Assalamualaikum! Please bear with me, I just need some insight and advice :(
So I quite recently have become more attached to the religion but i realised i sort of have an unhealthy relationship with it? It was normal at first as in ive never felt sad by it but these past few months Ive been scrutinizing all of my actions in fear of them bringing bad things upon me because Allah might not like it, (i dont know how to explain it but I have also been super strict with my pronunciation during prayers like i would repeat the same line nonstop because it strictly has to be perfect or else im scared ill end up sinning through it).

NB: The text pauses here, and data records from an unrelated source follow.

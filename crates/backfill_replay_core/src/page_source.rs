use std::num::NonZeroU32;

use tracing::debug;

use crate::contract::{Checkpoint, Item};
use crate::error::ReplayError;

/// One scan page: records in table-native order plus the position of the
/// next page. A page without `next_checkpoint` is the final page.
#[derive(Debug, Clone, PartialEq, Eq)]
pub struct Page {
    pub records: Vec<Item>,
    pub next_checkpoint: Option<Checkpoint>,
}

impl Page {
    pub fn is_terminal(&self) -> bool {
        self.next_checkpoint.is_none()
    }
}

#[derive(Debug, Clone, Copy, PartialEq, Eq)]
pub struct ScanPageRequest<'a> {
    pub table_name: &'a str,
    pub limit: NonZeroU32,
    pub exclusive_start: Option<&'a Checkpoint>,
}

#[derive(Debug, Clone, PartialEq, Eq, thiserror::Error)]
pub enum ScanError {
    #[error("start key rejected: {0}")]
    InvalidStartKey(String),
    #[error("{0}")]
    Unavailable(String),
}

/// Paginated scan primitive of the backing table. One call is one read.
pub trait ScanBackend {
    fn scan_page(&self, request: &ScanPageRequest<'_>) -> Result<Page, ScanError>;
}

impl<B: ScanBackend + ?Sized> ScanBackend for &B {
    fn scan_page(&self, request: &ScanPageRequest<'_>) -> Result<Page, ScanError> {
        (**self).scan_page(request)
    }
}

enum Cursor {
    At(Option<Checkpoint>),
    Finished,
}

/// Lazy sequence of pages starting at a checkpoint (or the table start).
///
/// Holds at most the position of the next page and stops after the
/// terminal page or the first failure.
pub struct PageSource<'a, B> {
    backend: B,
    table_name: &'a str,
    limit: NonZeroU32,
    cursor: Cursor,
    pages_read: usize,
}

impl<'a, B: ScanBackend> PageSource<'a, B> {
    pub fn open(
        backend: B,
        table_name: &'a str,
        limit: NonZeroU32,
        start: Option<Checkpoint>,
    ) -> Self {
        Self {
            backend,
            table_name,
            limit,
            cursor: Cursor::At(start),
            pages_read: 0,
        }
    }

    pub fn pages_read(&self) -> usize {
        self.pages_read
    }

    /// Drops the current position; the next read starts at the table beginning.
    pub fn rewind(&mut self) {
        self.cursor = Cursor::At(None);
        self.pages_read = 0;
    }

    fn read_page(&mut self, start: Option<Checkpoint>) -> Result<Page, ReplayError> {
        let page_index = self.pages_read;
        let request = ScanPageRequest {
            table_name: self.table_name,
            limit: self.limit,
            exclusive_start: start.as_ref(),
        };

        let page = self
            .backend
            .scan_page(&request)
            .map_err(|error| match (error, &start) {
                // Later start keys are the backend's own continuations.
                (ScanError::InvalidStartKey(reason), Some(_)) if page_index == 0 => {
                    ReplayError::invalid_checkpoint(reason)
                }
                (error, _) => ReplayError::SourceUnavailable {
                    page_index,
                    message: error.to_string(),
                },
            })?;

        if start.is_some() && page.next_checkpoint == start {
            return Err(ReplayError::SourceUnavailable {
                page_index,
                message: "scan did not advance past its start key".to_string(),
            });
        }

        self.pages_read += 1;
        debug!(
            table_name = self.table_name,
            page_index,
            records = page.records.len(),
            terminal = page.is_terminal(),
            "read scan page"
        );
        Ok(page)
    }
}

impl<B: ScanBackend> Iterator for PageSource<'_, B> {
    type Item = Result<Page, ReplayError>;

    fn next(&mut self) -> Option<Self::Item> {
        let Cursor::At(start) = std::mem::replace(&mut self.cursor, Cursor::Finished) else {
            return None;
        };

        let result = self.read_page(start);
        if let Ok(page) = &result {
            if let Some(next) = &page.next_checkpoint {
                self.cursor = Cursor::At(Some(next.clone()));
            }
        }
        Some(result)
    }
}

impl<B: ScanBackend> std::iter::FusedIterator for PageSource<'_, B> {}

#[cfg(test)]
mod tests {
    use super::*;
    use crate::testing::{sample_items, InMemoryTable};

    fn limit(value: u32) -> NonZeroU32 {
        NonZeroU32::new(value).expect("non-zero limit")
    }

    #[test]
    fn yields_pages_in_scan_order_until_terminal() {
        let table = InMemoryTable::new(sample_items(250));
        let pages: Vec<Page> = PageSource::open(&table, "orders", limit(100), None)
            .collect::<Result<_, _>>()
            .expect("scan should succeed");

        let sizes: Vec<usize> = pages.iter().map(|page| page.records.len()).collect();
        assert_eq!(sizes, vec![100, 100, 50]);
        assert!(pages[2].is_terminal());
        assert_eq!(table.reads(), 3);
    }

    #[test]
    fn resumes_strictly_after_checkpoint() {
        let table = InMemoryTable::new(sample_items(30));
        let mut first = PageSource::open(&table, "orders", limit(10), None);
        let page_one = first
            .next()
            .expect("first page")
            .expect("first page succeeds");
        let checkpoint = page_one.next_checkpoint.expect("more pages remain");

        let resumed = PageSource::open(&table, "orders", limit(10), Some(checkpoint))
            .next()
            .expect("resumed page")
            .expect("resumed page succeeds");
        assert_eq!(resumed.records, sample_items(30)[10..20].to_vec());
    }

    #[test]
    fn rejected_start_key_is_invalid_checkpoint() {
        let table = InMemoryTable::new(sample_items(5));
        let stale = InMemoryTable::checkpoint_for("unknown-key");
        let mut pages = PageSource::open(&table, "orders", limit(2), Some(stale));

        let error = pages
            .next()
            .expect("one result")
            .expect_err("stale key should fail");
        assert_eq!(error.kind().as_str(), "InvalidCheckpoint");
        assert!(pages.next().is_none());
    }

    #[test]
    fn read_failure_is_source_unavailable_and_fuses() {
        let table = InMemoryTable::new(sample_items(50)).failing_on_read(1);
        let mut pages = PageSource::open(&table, "orders", limit(10), None);

        assert!(pages.next().expect("first").is_ok());
        let error = pages
            .next()
            .expect("second")
            .expect_err("second read fails");
        assert_eq!(
            error,
            ReplayError::SourceUnavailable {
                page_index: 1,
                message: "injected read failure".to_string(),
            }
        );
        assert!(pages.next().is_none());
        assert_eq!(pages.pages_read(), 1);
    }

    #[test]
    fn rejected_continuation_is_source_unavailable() {
        struct ForgetfulBackend;

        impl ScanBackend for ForgetfulBackend {
            fn scan_page(&self, request: &ScanPageRequest<'_>) -> Result<Page, ScanError> {
                match request.exclusive_start {
                    Some(_) => Err(ScanError::InvalidStartKey(
                        "continuation expired".to_string(),
                    )),
                    None => Ok(Page {
                        records: sample_items(2),
                        next_checkpoint: Some(InMemoryTable::checkpoint_for("item-00001")),
                    }),
                }
            }
        }

        let mut pages = PageSource::open(ForgetfulBackend, "orders", limit(2), None);
        assert!(pages.next().expect("first").is_ok());

        let error = pages
            .next()
            .expect("second")
            .expect_err("continuation is refused");
        assert_eq!(
            error,
            ReplayError::SourceUnavailable {
                page_index: 1,
                message: "start key rejected: continuation expired".to_string(),
            }
        );
    }

    #[test]
    fn rewind_restarts_at_table_beginning() {
        let table = InMemoryTable::new(sample_items(5));
        let stale = InMemoryTable::checkpoint_for("unknown-key");
        let mut pages = PageSource::open(&table, "orders", limit(10), Some(stale));
        assert!(pages.next().expect("one result").is_err());

        pages.rewind();
        let page = pages
            .next()
            .expect("rewound page")
            .expect("rewound read succeeds");
        assert_eq!(page.records, sample_items(5));
        assert_eq!(pages.pages_read(), 1);
    }

    #[test]
    fn non_advancing_backend_is_rejected() {
        struct StuckBackend;

        impl ScanBackend for StuckBackend {
            fn scan_page(&self, request: &ScanPageRequest<'_>) -> Result<Page, ScanError> {
                Ok(Page {
                    records: Vec::new(),
                    next_checkpoint: request.exclusive_start.cloned(),
                })
            }
        }

        let start = InMemoryTable::checkpoint_for("item-00001");
        let error = PageSource::open(StuckBackend, "orders", limit(10), Some(start))
            .next()
            .expect("one result")
            .expect_err("stuck scan should fail");
        assert!(error.to_string().contains("did not advance"));
    }
}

Ive only decided to talk about it because i had a breakdown at 3am because i was scared of the punishment ill receive if i dont obey my parents, while yes it is normal, it got to the point where it affected me mentally. my dad usually tells me not to put my phone next to me while im asleep but I usually need to listen to asmr to help me sleep, (the same night my earbuds were dead) my dad caught my phone next to my bed while checking up on me, i freaked out because it was 2am and i was already calmed down, i wanted to just leave my phone next to me so i can still listen to it because i was so desperate for sleep.
and then i started imagining scenarios that Allah would punish me if i do it, like how my phone would blw my head off and things like that. i couldnt sleep, i cried and started saying “this is dad’s fault” because i was super frustrated and couldnt help but cry nonstop.

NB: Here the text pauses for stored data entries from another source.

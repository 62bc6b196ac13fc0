use std::sync::atomic::{AtomicUsize, Ordering};

use aws_sdk_lambda::error::DisplayErrorContext;
use aws_sdk_lambda::types::{InvocationType, LogType};
use backfill_replay_core::contract::Item;
use backfill_replay_core::sink::RecordSink;
use backfill_replay_core::stream_event::BackfillEnvelope;

const ERROR_EXCERPT_LIMIT: usize = 512;

/// Forwards each batch as one synchronous invocation of the downstream
/// function, shaped like a DynamoDB stream event.
pub struct LambdaRecordSink {
    lambda_client: aws_sdk_lambda::Client,
    function_name: String,
}

impl LambdaRecordSink {
    pub fn new(lambda_client: aws_sdk_lambda::Client, function_name: impl Into<String>) -> Self {
        Self {
            lambda_client,
            function_name: function_name.into(),
        }
    }
}

impl RecordSink for LambdaRecordSink {
    fn send(&self, records: &[Item]) -> Result<(), String> {
        let payload = BackfillEnvelope::from_items(records).to_payload()?;
        let client = self.lambda_client.clone();
        let function_name = self.function_name.clone();

        let output = tokio::task::block_in_place(|| {
            tokio::runtime::Handle::current().block_on(async move {
                client
                    .invoke()
                    .function_name(function_name)
                    .invocation_type(InvocationType::RequestResponse)
                    .log_type(LogType::None)
                    .set_payload(Some(payload.into()))
                    .send()
                    .await
                    .map_err(|error| {
                        format!(
                            "failed to invoke downstream function: {}",
                            DisplayErrorContext(&error)
                        )
                    })
            })
        })?;

        match output.function_error() {
            Some(function_error) => Err(describe_function_error(
                function_error,
                output.payload().map(|blob| blob.as_ref()),
            )),
            None => Ok(()),
        }
    }
}

fn describe_function_error(function_error: &str, payload: Option<&[u8]>) -> String {
    let detail = payload
        .map(String::from_utf8_lossy)
        .map(|text| text.chars().take(ERROR_EXCERPT_LIMIT).collect::<String>())
        .unwrap_or_default();
    if detail.is_empty() {
        format!("downstream function failed ({function_error})")
    } else {
        format!("downstream function failed ({function_error}): {detail}")
    }
}

/// Accepts every batch without forwarding it; used to measure scan
/// throughput when no downstream function is configured.
#[derive(Debug, Default)]
pub struct DryRunSink {
    batches: AtomicUsize,
    records: AtomicUsize,
}

impl DryRunSink {
    pub fn new() -> Self {
        Self::default()
    }

    pub fn batches(&self) -> usize {
        self.batches.load(Ordering::Relaxed)
    }

    pub fn records(&self) -> usize {
        self.records.load(Ordering::Relaxed)
    }
}

impl RecordSink for DryRunSink {
    fn send(&self, records: &[Item]) -> Result<(), String> {
        self.batches.fetch_add(1, Ordering::Relaxed);
        self.records.fetch_add(records.len(), Ordering::Relaxed);
        tracing::debug!(records = records.len(), "dry run: batch discarded");
        Ok(())
    }
}
//! Bounded replay controller.
//!
//! One invocation moves through `Starting -> ConsumingPage* -> Exhausted |
//! Paused`. Each page is forwarded to the sink in full before the remaining
//! budget is sampled, and a pause is only possible when the page just
//! consumed carried a continuation.

use std::time::{Duration, Instant};

use tracing::{info, warn};

use crate::budget::{below_safety_margin, TimeBudget};
use crate::config::{InvalidCheckpointPolicy, ReplayConfig};
use crate::contract::{Checkpoint, ReplayRequest, RunResult};
use crate::error::{ErrorKind, ReplayError};
use crate::page_source::{Page, PageSource, ScanBackend};
use crate::sink::RecordSink;

/// Resolves the scoped client used for one invocation's table reads.
pub trait CredentialProvider {
    type Backend: ScanBackend;

    fn resolve(&self) -> Result<Self::Backend, ReplayError>;
}

#[derive(Debug, Clone, PartialEq, Eq)]
pub struct RunReport {
    pub result: RunResult,
    pub pages_read: usize,
    pub pages_forwarded: usize,
    pub records_forwarded: usize,
    pub elapsed: Duration,
}

impl RunReport {
    pub fn records_per_second(&self) -> f64 {
        let elapsed = self.elapsed.as_secs_f64();
        if elapsed > 0.0 {
            self.records_forwarded as f64 / elapsed
        } else {
            0.0
        }
    }
}

enum State<'s, B> {
    Starting(Option<Checkpoint>),
    ConsumingPage(PageSource<'s, B>),
    Exhausted,
    Paused(Checkpoint),
}

#[derive(Default)]
struct Progress {
    pages_read: usize,
    pages_forwarded: usize,
    records_forwarded: usize,
}

pub struct ReplayController<'a, C, S, T> {
    config: &'a ReplayConfig,
    credentials: &'a C,
    sink: &'a S,
    budget: &'a T,
}

impl<'a, C, S, T> ReplayController<'a, C, S, T>
where
    C: CredentialProvider,
    S: RecordSink,
    T: TimeBudget,
{
    pub fn new(config: &'a ReplayConfig, credentials: &'a C, sink: &'a S, budget: &'a T) -> Self {
        Self {
            config,
            credentials,
            sink,
            budget,
        }
    }

    pub fn run(&self, request: &ReplayRequest) -> Result<RunReport, ReplayError> {
        let started_at = Instant::now();
        let start = request.resolve_checkpoint(&self.config.table_name)?;
        let mut progress = Progress::default();
        let outcome = self.consume(start, &mut progress);

        let result = match outcome {
            Ok(result) => result,
            Err(error) => {
                warn!(
                    event = "replay_failed",
                    table_name = %self.config.table_name,
                    kind = error.kind().as_str(),
                    pages_forwarded = progress.pages_forwarded,
                    records_forwarded = progress.records_forwarded,
                    error = %error,
                    "replay invocation aborted"
                );
                return Err(error);
            }
        };

        Ok(RunReport {
            result,
            pages_read: progress.pages_read,
            pages_forwarded: progress.pages_forwarded,
            records_forwarded: progress.records_forwarded,
            elapsed: started_at.elapsed(),
        })
    }

    /// Only a well-formed checkpoint refused by the backing store on the
    /// first read is recoverable. `DONE`, foreign lineages and malformed keys
    /// are rejected before any read and always fail.
    fn restarts_after(&self, error: &ReplayError, progress: &Progress) -> bool {
        self.config.invalid_checkpoint_policy == InvalidCheckpointPolicy::RestartFromBeginning
            && error.kind() == ErrorKind::InvalidCheckpoint
            && progress.pages_read == 0
    }

    fn consume(
        &self,
        start: Option<Checkpoint>,
        progress: &mut Progress,
    ) -> Result<RunResult, ReplayError> {
        let mut state = State::Starting(start);

        loop {
            state = match state {
                State::Starting(start) => {
                    info!(
                        event = "replay_started",
                        table_name = %self.config.table_name,
                        resuming = start.is_some(),
                        page_limit = self.config.page_limit.get(),
                        "starting replay"
                    );
                    let backend = self.credentials.resolve()?;
                    State::ConsumingPage(PageSource::open(
                        backend,
                        &self.config.table_name,
                        self.config.page_limit,
                        start,
                    ))
                }
                State::ConsumingPage(mut pages) => match pages.next() {
                    None => State::Exhausted,
                    Some(Err(error)) if self.restarts_after(&error, progress) => {
                        warn!(
                            event = "checkpoint_rejected",
                            table_name = %self.config.table_name,
                            error = %error,
                            "backing store rejected checkpoint; rescanning from the table beginning"
                        );
                        pages.rewind();
                        State::ConsumingPage(pages)
                    }
                    Some(page) => {
                        let page_index = progress.pages_read;
                        let page = page?;
                        progress.pages_read += 1;
                        match self.forward(page_index, page, progress)? {
                            Some(checkpoint) => State::Paused(checkpoint),
                            None => State::ConsumingPage(pages),
                        }
                    }
                },
                State::Exhausted => {
                    info!(
                        event = "replay_exhausted",
                        table_name = %self.config.table_name,
                        pages_forwarded = progress.pages_forwarded,
                        records_forwarded = progress.records_forwarded,
                        "scan complete"
                    );
                    return Ok(RunResult::Exhausted);
                }
                State::Paused(checkpoint) => {
                    info!(
                        event = "replay_paused",
                        table_name = %self.config.table_name,
                        pages_forwarded = progress.pages_forwarded,
                        records_forwarded = progress.records_forwarded,
                        "time budget below safety margin; returning checkpoint"
                    );
                    return Ok(RunResult::Paused(checkpoint));
                }
            };
        }
    }

    /// Forwards one page and returns the checkpoint to pause at, if any.
    fn forward(
        &self,
        page_index: usize,
        page: Page,
        progress: &mut Progress,
    ) -> Result<Option<Checkpoint>, ReplayError> {
        let record_count = page.records.len();

        // Empty pages carry no records but still advance the checkpoint.
        if record_count > 0 {
            self.sink
                .send(&page.records)
                .map_err(|message| ReplayError::SinkFailure {
                    page_index,
                    record_count,
                    message,
                })?;
            progress.pages_forwarded += 1;
            progress.records_forwarded += record_count;
        }

        let remaining = self.budget.remaining();
        info!(
            event = "page_forwarded",
            page_index,
            records = record_count,
            terminal = page.is_terminal(),
            remaining_ms = remaining.as_millis() as u64,
            "forwarded page"
        );

        Ok(page
            .next_checkpoint
            .filter(|_| below_safety_margin(remaining, self.config.safety_margin)))
    }
}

is there a way to stop this intense fear? And i honestly want to stop scrutinizing every little thing but people keep putting thoughts into my head so im really desperate for some sort of remedy because this thing has taken a bad toll on my mental health and connection with the religion. I would try to consult a mental health specialist but my parents aren’t really big into these mental health issues so I never had the chance :/ Jazakallah Khairan.